To understand the mechanism by which INPP5B causes redistribution of ERGIC53 and β-COP at 15°C, various point-mutant and deletion constructs were expressed in cells. Expression of catalytically inactive INPP5B (D524A) induced the same changes in β-COP and ERGIC53 distribution as the wild-type protein (Fig. 6C; only ERGIC53 is shown for each construct, but the same effects were also seen with β-COP). This suggests that the observed changes in distribution of β-COP and ERGIC53 are not due to changes in lipid levels. The construct comprising the N-terminal and 5-phosphatase domains (residues 1-564) was only weakly recruited to the Golgi region at 15°C and failed to redistribute ERGIC53 (Fig. 6C). By contrast, the C-terminal region encompassing the linker and RHO GAP-like domains (residues 564-913) was strongly targeted to the membrane and induced redistribution of ERGIC53. The RAB-binding-deficient INPP5B point mutants S589P and G688D were weakly targeted to the Golgi region at 15°C and failed to alter the distribution of ERGIC53, even at the highest expression levels, suggesting that the interaction with RAB proteins is required for the observed changes in distribution of ERGIC53 (and β-COP) (Fig. 6C, and data not shown).

Fig. 6.

Redistribution of ERGIC53 and COPI upon expression of INPP5B at 15°C. (A) HeLa cells transiently expressing GFP-INPP5B (green) were incubated at 37°C or 15°C for 3 hours, as indicated, before fixation in methanol and labelling with antibodies against β-COP or ERGIC53 (red). Insets show a magnified view of the boxed area. (B) HeLa cells expressing GFP-INPP5B (green) were incubated at 15°C for 3 hours before fixation in methanol and labelling with antibodies against Sec23 or p115 (red). (C) HeLa cells transiently expressing GFP-tagged wild-type INPP5B or the indicated point or truncation mutants (green) were incubated at 15°C for 3 hours, fixed in methanol and labelled for ERGIC53 (red). (D) HeLa cells transiently expressing GFP-INPP5B (green) were incubated at 15°C for 3 hours and either fixed immediately or shifted to 37°C for 10 minutes before fixation and labelling for ERGIC53 (red). Bars, 10 μm.

Fig. 6.

Redistribution of ERGIC53 and COPI upon expression of INPP5B at 15°C. (A) HeLa cells transiently expressing GFP-INPP5B (green) were incubated at 37°C or 15°C for 3 hours, as indicated, before fixation in methanol and labelling with antibodies against β-COP or ERGIC53 (red). Insets show a magnified view of the boxed area. (B) HeLa cells expressing GFP-INPP5B (green) were incubated at 15°C for 3 hours before fixation in methanol and labelling with antibodies against Sec23 or p115 (red). (C) HeLa cells transiently expressing GFP-tagged wild-type INPP5B or the indicated point or truncation mutants (green) were incubated at 15°C for 3 hours, fixed in methanol and labelled for ERGIC53 (red). (D) HeLa cells transiently expressing GFP-INPP5B (green) were incubated at 15°C for 3 hours and either fixed immediately or shifted to 37°C for 10 minutes before fixation and labelling for ERGIC53 (red). Bars, 10 μm.

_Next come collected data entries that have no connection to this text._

//! Per-kind arenas indexed by small `Copy` ID newtypes.
//!
//! Every IR entity (function, basic block, instruction, argument, global
//! value, struct type, type alias) lives in one `Arena<T>` owned by the
//! `Module` that created it. The ID a caller holds is just an index into
//! that arena, so "upward" parent links can be plain IDs instead of
//! reference-counted handles: they go stale the moment their slot's arena
//! is dropped, which is exactly the non-owning back-reference the data
//! model calls for.

use std::fmt;
use std::marker::PhantomData;

/// A stable index into an [`Arena<T>`].
///
/// Two `Id`s are equal iff they index the same slot, so `Id` doubles as
/// the identity-comparison key the spec requires for arguments,
/// instructions, blocks, functions and globals: distinct entities never
/// compare equal even when their contents happen to coincide.
pub struct Id<T> {
    index: u32,
    _marker: PhantomData<fn() -> T>,
}

impl<T> Id<T> {
    fn new(index: u32) -> Self {
        Id { index, _marker: PhantomData }
    }

    /// A placeholder used only during the two-phase construction of a
    /// cyclic pair (e.g. a function and its entry block, each needing
    /// the other's `Id` before either is pushed). Never stored past the
    /// statement that overwrites it, and never looked up.
    pub(crate) fn dangling() -> Self {
        Id::new(u32::MAX)
    }

    /// The raw slot index, exposed for printers that want a stable,
    /// human-readable fallback name (e.g. `%v12`) when an entity carries
    /// none of its own.
    #[must_use]
    pub fn index(self) -> u32 {
        self.index
    }
}

impl<T> Clone for Id<T> {
    fn clone(&self) -> Self { *self }
}
impl<T> Copy for Id<T> {}
impl<T> PartialEq for Id<T> {
    fn eq(&self, other: &Self) -> bool { self.index == other.index }
}
impl<T> Eq for Id<T> {}
impl<T> std::hash::Hash for Id<T> {
    fn hash<H: std::hash::Hasher>(&self, state: &mut H) { self.index.hash(state) }
}
impl<T> fmt::Debug for Id<T> {
    fn fmt(&self, f: &mut fmt::Formatter<'_>) -> fmt::Result {
        write!(f, "#{}", self.index)
    }
}

/// An append-only store of `T`, indexed by [`Id<T>`].
///
/// Entities are never removed from the arena itself (removing an
/// instruction from a basic block is modeled by dropping its ID from the
/// block's instruction list, not by freeing the arena slot), so `Id`s
/// stay valid for the lifetime of the owning `Module`.
#[derive(Debug)]
pub struct Arena<T> {
    slots: Vec<T>,
}

impl<T> Default for Arena<T> {
    fn default() -> Self {
        Arena { slots: Vec::new() }
    }
}

impl<T> Arena<T> {
    #[must_use]
    pub fn new() -> Self { Self::default() }

    pub fn push(&mut self, value: T) -> Id<T> {
        let index = u32::try_from(self.slots.len()).expect("arena overflow");
        self.slots.push(value);
        Id::new(index)
    }

    #[must_use]
    pub fn len(&self) -> usize { self.slots.len() }

    #[must_use]
    pub fn is_empty(&self) -> bool { self.slots.is_empty() }
}

impl<T> std::ops::Index<Id<T>> for Arena<T> {
    type Output = T;
    fn index(&self, id: Id<T>) -> &T {
        &self.slots[id.index as usize]
    }
}

impl<T> std::ops::IndexMut<Id<T>> for Arena<T> {
    fn index_mut(&mut self, id: Id<T>) -> &mut T {
        &mut self.slots[id.index as usize]
    }
}
//! The type system: a closed sum of scalar, tensor and aggregate types.

use crate::arena::Id;
use crate::ir::{StructTypeData, TypeAliasData};

/// The base of a scalar data type.
#[derive(Clone, Copy, Debug, PartialEq, Eq, Hash)]
pub enum DataTypeBase {
    Bool,
    Int,
    Float,
}

impl DataTypeBase {
    fn letter(self) -> char {
        match self {
            DataTypeBase::Bool => 'b',
            DataTypeBase::Int => 'i',
            DataTypeBase::Float => 'f',
        }
    }
}

/// A scalar data type: a base and a bit width, e.g. `f32`, `i64`, `b1`.
#[derive(Clone, Copy, Debug, PartialEq, Eq, Hash)]
pub struct DataType {
    pub base: DataTypeBase,
    pub width: u32,
}

impl DataType {
    #[must_use] pub fn new(base: DataTypeBase, width: u32) -> Self { DataType { base, width } }
    #[must_use] pub fn bool1() -> Self { DataType::new(DataTypeBase::Bool, 1) }
    #[must_use] pub fn f32() -> Self { DataType::new(DataTypeBase::Float, 32) }
    #[must_use] pub fn i32() -> Self { DataType::new(DataTypeBase::Int, 32) }

    #[must_use]
    pub fn token(self) -> String {
        format!("{}{}", self.base.letter(), self.width)
    }
}

/// A tensor shape: a finite sequence of positive dimensions. The empty
/// sequence is the shape of a scalar.
pub type Shape = Vec<u64>;

/// A tensor type: a shape paired with an element data type.
#[derive(Clone, Debug, PartialEq, Eq, Hash)]
pub struct TensorType {
    pub shape: Shape,
    pub data_type: DataType,
}

impl TensorType {
    #[must_use] pub fn new(shape: Shape, data_type: DataType) -> Self {
        TensorType { shape, data_type }
    }

    #[must_use] pub fn scalar(data_type: DataType) -> Self {
        TensorType { shape: Vec::new(), data_type }
    }

    #[must_use] pub fn is_scalar(&self) -> bool { self.shape.is_empty() }

    #[must_use] pub fn rank(&self) -> usize { self.shape.len() }
}

/// Configuration gate for broadcasting in a binary instruction. Its mere
/// presence (`Some`) means "broadcast the operand shapes numpy-style";
/// its absence means the two operand shapes must already match exactly.
#[derive(Clone, Copy, Debug, Default, PartialEq, Eq, Hash)]
pub struct BroadcastingConfig;

/// A step used by `extract`/`insert`/`elementPointer` to address into an
/// aggregate value: either a tuple field position or a tensor dimension.
#[derive(Clone, Copy, Debug, PartialEq, Eq, Hash)]
pub enum ElementKey {
    TupleIndex(usize),
    TensorDim(usize),
}

/// The type of a function value (used by the `function` type variant and
/// to type `Use::Function`).
#[derive(Clone, Debug, PartialEq, Eq, Hash)]
pub struct FunctionType {
    pub arguments: Vec<Type>,
    pub result: Box<Type>,
}

/// The closed sum of all IR types.
///
/// `Alias` and `Struct` carry arena IDs rather than inline data: two
/// aliases (or two structs) are equal only if they name the same table
/// entry, which is the nominal (identity) equality the data model
/// requires for these two variants. Every other variant compares
/// structurally.
#[derive(Clone, Debug, PartialEq, Eq, Hash)]
pub enum Type {
    Void,
    Tensor(TensorType),
    Tuple(Vec<Type>),
    Array(Box<Type>),
    Alias(Id<TypeAliasData>),
    Struct(Id<StructTypeData>),
    Function(FunctionType),
    /// A pointer to a value of the given type, produced by `elementPointer`.
    Pointer(Box<Type>),
    /// A heap-boxed value of the given type, produced by `allocateBox`.
    Box(Box<Type>),
    /// Sentinel used only by the pretty-printer to render a type it could
    /// not otherwise compute (e.g. when printing a malformed, unverified
    /// IR fragment for diagnostics). Never produced by result-typing.
    Invalid,
}

impl Type {
    #[must_use] pub fn is_void(&self) -> bool { matches!(self, Type::Void) }

    #[must_use] pub fn is_tensor(&self) -> bool { matches!(self, Type::Tensor(_)) }

    #[must_use] pub fn is_scalar(&self) -> bool {
        matches!(self, Type::Tensor(t) if t.is_scalar())
    }

    #[must_use] pub fn tensor(&self) -> Option<&TensorType> {
        match self {
            Type::Tensor(t) => Some(t),
            _ => None,
        }
    }

    #[must_use] pub fn scalar(data_type: DataType) -> Self {
        Type::Tensor(TensorType::scalar(data_type))
    }

    #[must_use] pub fn tensor_of(shape: Shape, data_type: DataType) -> Self {
        Type::Tensor(TensorType::new(shape, data_type))
    }

    /// Checks whether `self` and `other` can be paired element-wise,
    /// aligning trailing dimensions and allowing size-1 dimensions to
    /// expand. With `config` absent the two tensor types must already be
    /// identical.
    #[must_use]
    pub fn broadcast_compatible(&self, other: &Self, config: Option<BroadcastingConfig>) -> bool {
        self.broadcast_result(other, config).is_some()
    }

    /// Computes the broadcast result type of two tensor types, or `None`
    /// if they are incompatible.
    #[must_use]
    pub fn broadcast_result(&self, other: &Self, config: Option<BroadcastingConfig>) -> Option<Type> {
        let (a, b) = (self.tensor()?, other.tensor()?);
        if a.data_type != b.data_type {
            return None;
        }
        if config.is_none() {
            return if a.shape == b.shape { Some(self.clone()) } else { None };
        }
        let rank = a.rank().max(b.rank());
        let mut result = vec![0u64; rank];
        for i in 0..rank {
            let da = dim_from_end(&a.shape, i);
            let db = dim_from_end(&b.shape, i);
            let d = match (da, db) {
                (Some(x), Some(y)) if x == y => x,
                (Some(1), Some(y)) => y,
                (Some(x), Some(1)) => x,
                (Some(x), None) => x,
                (None, Some(y)) => y,
                _ => return None,
            };
            result[rank - 1 - i] = d;
        }
        Some(Type::tensor_of(result, a.data_type))
    }

    /// Types an `extract`/`insert`/`elementPointer` address: walks `keys`
    /// into `self`, returning the type found at the end of the path.
    #[must_use]
    pub fn element_type(&self, keys: &[ElementKey]) -> Option<Type> {
        let mut current = self.clone();
        for key in keys {
            current = match (key, &current) {
                (ElementKey::TupleIndex(i), Type::Tuple(elems)) => elems.get(*i)?.clone(),
                (ElementKey::TensorDim(dim), Type::Tensor(t)) => {
                    let mut shape = t.shape.clone();
                    if *dim >= shape.len() {
                        return None;
                    }
                    shape.remove(*dim);
                    Type::tensor_of(shape, t.data_type)
                }
                _ => return None,
            };
        }
        Some(current)
    }

    /// Result type of `matrixMultiply(self, other)`: contracts the last
    /// dimension of `self` with the first dimension of `other`,
    /// broadcasting any remaining leading (batch) dimensions.
    #[must_use]
    pub fn matmul_result(&self, other: &Self) -> Option<Type> {
        let (a, b) = (self.tensor()?, other.tensor()?);
        if a.data_type != b.data_type || a.rank() < 2 || b.rank() < 2 {
            return None;
        }
        let contract_a = a.shape[a.rank() - 1];
        let contract_b = b.shape[b.rank() - 2];
        if contract_a != contract_b {
            return None;
        }
        let batch_a = &a.shape[..a.rank() - 2];
        let batch_b = &b.shape[..b.rank() - 2];
        let batch_rank = batch_a.len().max(batch_b.len());
        let mut batch = vec![0u64; batch_rank];
        for i in 0..batch_rank {
            let da = dim_from_end(batch_a, i);
            let db = dim_from_end(batch_b, i);
            let d = match (da, db) {
                (Some(x), Some(y)) if x == y => x,
                (Some(1), Some(y)) => y,
                (Some(x), Some(1)) => x,
                (Some(x), None) => x,
                (None, Some(y)) => y,
                _ => return None,
            };
            batch[batch_rank - 1 - i] = d;
        }
        let mut shape = batch;
        shape.push(a.shape[a.rank() - 2]);
        shape.push(b.shape[b.rank() - 1]);
        Some(Type::tensor_of(shape, a.data_type))
    }
}

fn dim_from_end(shape: &[u64], i: usize) -> Option<u64> {
    if i < shape.len() {
        Some(shape[shape.len() - 1 - i])
    } else {
        None
    }
}

#[cfg(test)]
mod tests {
    use super::*;

    #[test]
    fn scalar_has_no_dims() {
        let t = Type::scalar(DataType::f32());
        assert!(t.is_scalar());
        assert!(t.is_tensor());
        assert!(!t.is_void());
    }

    #[test]
    fn data_type_token() {
        assert_eq!(DataType::f32().token(), "f32");
        assert_eq!(DataType::i32().token(), "i32");
        assert_eq!(DataType::bool1().token(), "b1");
    }

    #[test]
    fn broadcast_without_config_requires_exact_match() {
        let a = Type::tensor_of(vec![4, 4], DataType::f32());
        let b = Type::tensor_of(vec![4, 1], DataType::f32());
        assert!(!a.broadcast_compatible(&b, None));
        assert!(a.broadcast_compatible(&a.clone(), None));
    }

    #[test]
    fn broadcast_expands_size_one_dims() {
        let a = Type::tensor_of(vec![4, 4], DataType::f32());
        let b = Type::tensor_of(vec![4, 1], DataType::f32());
        let result = a.broadcast_result(&b, Some(BroadcastingConfig)).unwrap();
        assert_eq!(result, Type::tensor_of(vec![4, 4], DataType::f32()));
    }

    #[test]
    fn broadcast_aligns_trailing_dims() {
        let a = Type::tensor_of(vec![8, 3, 4], DataType::f32());
        let b = Type::tensor_of(vec![4], DataType::f32());
        let result = a.broadcast_result(&b, Some(BroadcastingConfig)).unwrap();
        assert_eq!(result, Type::tensor_of(vec![8, 3, 4], DataType::f32()));
    }

    #[test]
    fn matmul_contracts_inner_dims() {
        let a = Type::tensor_of(vec![32, 16], DataType::f32());
        let b = Type::tensor_of(vec![16, 8], DataType::f32());
        let result = a.matmul_result(&b).unwrap();
        assert_eq!(result, Type::tensor_of(vec![32, 8], DataType::f32()));
    }

    #[test]
    fn matmul_broadcasts_batch_dims() {
        let a = Type::tensor_of(vec![5, 1, 3, 4], DataType::f32());
        let b = Type::tensor_of(vec![1, 7, 4, 2], DataType::f32());
        let result = a.matmul_result(&b).unwrap();
        assert_eq!(result, Type::tensor_of(vec![5, 7, 3, 2], DataType::f32()));
    }

    #[test]
    fn matmul_rejects_mismatched_contraction() {
        let a = Type::tensor_of(vec![3, 4], DataType::f32());
        let b = Type::tensor_of(vec![5, 2], DataType::f32());
        assert!(a.matmul_result(&b).is_none());
    }

    #[test]
    fn element_type_indexes_tuple_then_tensor() {
        let tuple = Type::Tuple(vec![
            Type::tensor_of(vec![4, 4], DataType::f32()),
            Type::scalar(DataType::i32()),
        ]);
        let at0 = tuple.element_type(&[ElementKey::TupleIndex(0)]).unwrap();
        assert_eq!(at0, Type::tensor_of(vec![4, 4], DataType::f32()));
        let at0_dim0 = tuple
            .element_type(&[ElementKey::TupleIndex(0), ElementKey::TensorDim(0)])
            .unwrap();
        assert_eq!(at0_dim0, Type::tensor_of(vec![4], DataType::f32()));
    }
}
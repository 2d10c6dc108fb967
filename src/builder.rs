//! The builder: the only way new entities enter a [`Module`].
//!
//! A `Builder` owns its `Module` outright and exposes every construction
//! entry point from `§4.3` of the design: struct/alias/global/function
//! declarations, basic blocks, and one instruction constructor per op
//! class. It maintains the positioning (`currentBlock`) and naming
//! (`v{N}` counter, disambiguation) state those constructors depend on,
//! and fails fast on the handful of structural errors a caller can get
//! wrong at construction time — everything else is left to
//! [`crate::verify::Verifier`].

use tracing::{debug, instrument, trace};

use crate::arena::Id;
use crate::error::BuilderError;
use crate::inst::{AssociativeOp, BinaryOp, BranchTarget, InstructionKind, UnaryOp};
use crate::ir::{
    ArgumentData, BasicBlockData, FunctionAttributes, FunctionData, GlobalValueData,
    GlobalValueKind, InstructionData, Module, NamedSet, StructAttributes, StructTypeData,
    TypeAliasData,
};
use crate::ty::{BroadcastingConfig, DataType, ElementKey, Shape, Type};
use crate::value::Use;

/// Incrementally constructs a [`Module`], tracking an insertion point and
/// the naming state needed to mint and disambiguate SSA names.
pub struct Builder {
    module: Module,
    current_block: Option<Id<BasicBlockData>>,
    current_function: Option<Id<FunctionData>>,
}
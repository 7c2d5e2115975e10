//! Greedy one-to-one matching of detections to ground-truth intervals.
//!
//! Detections are visited in the order they were loaded. Each claims the
//! nearest-center interval that is still unclaimed, has an overlapping
//! normalized label, and is temporally eligible (inside the interval, or
//! within `tolerance` seconds of its center). Ties keep the earliest
//! interval. The result depends on detection order and is not a globally
//! optimal assignment. A detection without a logged clock never matches.

use chrono::NaiveTime;
use serde::{Deserialize, Serialize};

use crate::domain::{format_clock, labels_intersect, normalize_action, GroundTruthInterval, TimeSource};

/// A detection placed on the video timeline
#[derive(Debug, Clone, PartialEq, Serialize, Deserialize)]
pub struct TimedDetection {
    pub timestamp: NaiveTime,
    pub action: String,
    pub accepted: Option<bool>,
    pub time_source: TimeSource,
    /// Seconds since video start; negative when logged before it
    pub time_seconds: f64,
}

impl TimedDetection {
    pub fn clock(&self) -> String {
        format_clock(self.timestamp)
    }

    /// False when the timestamp is a midnight placeholder
    pub fn has_clock(&self) -> bool {
        self.time_source != TimeSource::Placeholder
    }
}

/// One detection paired with one interval
#[derive(Debug, Clone, PartialEq, Serialize, Deserialize)]
pub struct MatchResult {
    pub detection_index: usize,
    pub ground_truth_index: usize,
    /// |detection time - stretched interval center|
    pub time_diff: f64,
    /// Detection fell inside the (stretched) interval bounds
    pub within_interval: bool,
    pub original_center: f64,
    pub stretched_center: f64,
}

/// Matches plus the leftovers on each side
#[derive(Debug, Clone, Default, PartialEq, Serialize, Deserialize)]
pub struct MatchOutcome {
    pub matches: Vec<MatchResult>,
    /// Indices of detections that matched nothing
    pub false_positives: Vec<usize>,
    /// Indices of intervals no detection claimed
    pub missed: Vec<usize>,
}

/// Run the greedy pass.
pub fn greedy_match(
    detections: &[TimedDetection],
    ground_truth: &[GroundTruthInterval],
    tolerance: f64,
) -> MatchOutcome {
    let labels: Vec<String> = ground_truth
        .iter()
        .map(|gt| normalize_action(&gt.action))
        .collect();
    let mut claimed = vec![false; ground_truth.len()];
    let mut outcome = MatchOutcome::default();

    for (det_idx, det) in detections.iter().enumerate() {
        if !det.has_clock() {
            tracing::debug!(detection = det_idx, "No logged clock; counted as false positive");
            outcome.false_positives.push(det_idx);
            continue;
        }
        let action = normalize_action(&det.action);
        let t = det.time_seconds;

        let mut best: Option<(usize, f64)> = None;
        for (gt_idx, gt) in ground_truth.iter().enumerate() {
            if claimed[gt_idx] || !labels_intersect(&action, &labels[gt_idx]) {
                continue;
            }

            let diff = (t - gt.center()).abs();
            if !gt.contains(t) && diff > tolerance {
                continue;
            }

            if best.map_or(true, |(_, best_diff)| diff < best_diff) {
                best = Some((gt_idx, diff));
            }
        }

        match best {
            Some((gt_idx, diff)) => {
                claimed[gt_idx] = true;
                let gt = &ground_truth[gt_idx];
                tracing::debug!(
                    detection = det_idx,
                    ground_truth = gt_idx,
                    time_diff = diff,
                    "Matched"
                );
                outcome.matches.push(MatchResult {
                    detection_index: det_idx,
                    ground_truth_index: gt_idx,
                    time_diff: diff,
                    within_interval: gt.contains(t),
                    original_center: gt.original_center(),
                    stretched_center: gt.center(),
                });
            }
            None => outcome.false_positives.push(det_idx),
        }
    }

    outcome.missed = claimed
        .iter()
        .enumerate()
        .filter(|(_, &c)| !c)
        .map(|(i, _)| i)
        .collect();

    outcome
}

The accumulation of INPP5B, β-COP and ERGIC53 at the ERGIC upon incubation at 15°C could reflect an aggregation of these proteins on the membrane. To exclude this possibility, cells were incubated at 15°C for 3 hours and then warmed up to 37°C for 10 minutes before fixation. As shown in Fig. 6D, ERGIC53 (and β-COP; data not shown) returned to the same location as that of control cells upon warming, indicating that the redistribution of these proteins induced by INPP5B expression at 15°C is reversible.

Fig. 7.

Comparison of INPP5B and OCRL1 at 15°C. HeLa cells transiently expressing GFP-INPP5B or GFP-OCRL1 (green) were incubated at 15°C for 3 hours before fixation in methanol and labelling with antibodies against ERGIC53 or the transferrin receptor (TfR) (red). Bar, 10 μm. Insets show a magnified view of the boxed area.

Fig. 7.

Comparison of INPP5B and OCRL1 at 15°C. HeLa cells transiently expressing GFP-INPP5B or GFP-OCRL1 (green) were incubated at 15°C for 3 hours before fixation in methanol and labelling with antibodies against ERGIC53 or the transferrin receptor (TfR) (red). Bar, 10 μm. Insets show a magnified view of the boxed area.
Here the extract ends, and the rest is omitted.